皆様、それぞれユニークなものを落としていただき(WRが勝手に落としたものもありますが)、にぎにぎしい展開と相成りました。
長文ぶっちぎりになったため、個別部分を分割しようかとも思ったのですが、大勢でのにぎわいも捨てがたく、わいわいがやがや錯綜したままの状態で、どーんと行かせていだたくことにしました。

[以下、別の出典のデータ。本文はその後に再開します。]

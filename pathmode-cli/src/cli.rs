//! CLI structure and command definitions.
//!
//! This module defines the main CLI structure using clap's derive macros,
//! including global options and subcommands.

use crate::commands::{
    ClassifyCommand, CompletionsCommand, ConvertCommand, ModeCommand, PlatformCommand,
    ShowConfigCommand, ValidateCommand,
};
use clap::{Parser, Subcommand};
use pathmode::OverrideMode;
use std::path::PathBuf;

/// Command-line tool for inspecting execution mode and path conversion.
#[derive(Parser)]
#[command(name = "pathmode")]
#[command(version, about = "Detect container mode and convert host paths", long_about = None)]
pub struct Cli {
    /// Enable verbose output
    #[arg(long, global = true)]
    pub verbose: bool,

    /// Suppress non-essential output
    #[arg(long, global = true)]
    pub quiet: bool,

    /// Override the data directory holding the user configuration
    #[arg(long, value_name = "PATH", global = true, env = "PATHMODE_DATA_DIR")]
    pub data_dir: Option<PathBuf>,

    /// Force the execution mode instead of detecting it
    #[arg(long, value_enum, value_name = "MODE", global = true)]
    pub mode: Option<OverrideMode>,

    /// Record detection evidence and log conversion fallbacks
    #[arg(long, global = true)]
    pub debug: bool,

    #[command(subcommand)]
    pub command: Command,
}

/// Available CLI commands.
#[derive(Subcommand)]
pub enum Command {
    /// Show the detected execution mode
    Mode(ModeCommand),

    /// Convert paths into the active mode's namespace
    Convert(ConvertCommand),

    /// Classify paths by syntax
    Classify(ClassifyCommand),

    /// Show platform information
    Platform(PlatformCommand),

    /// Show the effective configuration
    #[command(name = "show-config")]
    ShowConfig(ShowConfigCommand),

    /// Validate a configuration file
    Validate(ValidateCommand),

    /// Generate shell completion scripts
    Completions(CompletionsCommand),
}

今回も、失礼して粗品やら引換券やらをお持ち帰りいただいております。今後の怪談ライフのお役に立てば(……立つのか?)本望でございます。
□■シュライン・エマさま
さすがはシュラインさま。うっかり落としものをすることはないご様子。なのにお付き合いくださったばかりかケーキまで焼いて来てくださって。ありがとうございました〜。
□■海原・みなもさま
金銀のみなもさま、可愛いですね。このあと、どういたしましょう〜? お父様におまかせして宜しゅうございますか?
□■藍原・和馬さま
おおおお疲れさまです〜。今回、一番の受難をこうむられた気が(……いつも?)。あわわわ、すみません〜〜〜。
□■セレスティ・カーニンガムさま
こちらの異界では初めまして! 弁天も申しておりますが、初めての気がしないばかりか、ずっと以前からの知古だったような……。水晶玉は、無事に見つかったかと。はい。
□■鹿沼・デルフェスさま
デルフェスさまにはいつもお気遣いいただいて(感涙)。置き場所に困るかとは思いますが、粗品を包ませていただきました。ご笑納くださいまし。
□■石神・月弥さま
お迎えに行くのが遅れまして申し訳ありません(笑)。おかげさまでバブル時代の遺物も(一部ですが)報われました。
□■有働・祇紀さま
髪飾りをありがとうございました! 相変わらずのさらりと渋いそつのなさに、乙女心(……誰の?)がドキドキです。
□■嘉神・しえるさま
いやいや、お料理やお裁縫くらい、しえるさまが出来なくても無問題でございますよ。誰かにやらせましょう(笑)。
□■舜・蘇鼓さま
アイテムをご使用いただき、ありがとうございます〜! せっかくですので、バージョンアップ版をお返し申し上げました。
□■千影さま
ご来園ありがとうございます! ししゃもならぬミヤコタナゴがちょろちょろした回でございました。魚系NPCは、こう、千影さまに心惹かれるようでございます。
□■リュウイチ・ハットリさま
初めましてー! リュウイチさまのご活躍を、いつも物陰から楽しませていただいてました。勝手にリュウイチ戦隊を作成してしまったことを、お詫びしながら後ずさり(書き逃げかい)。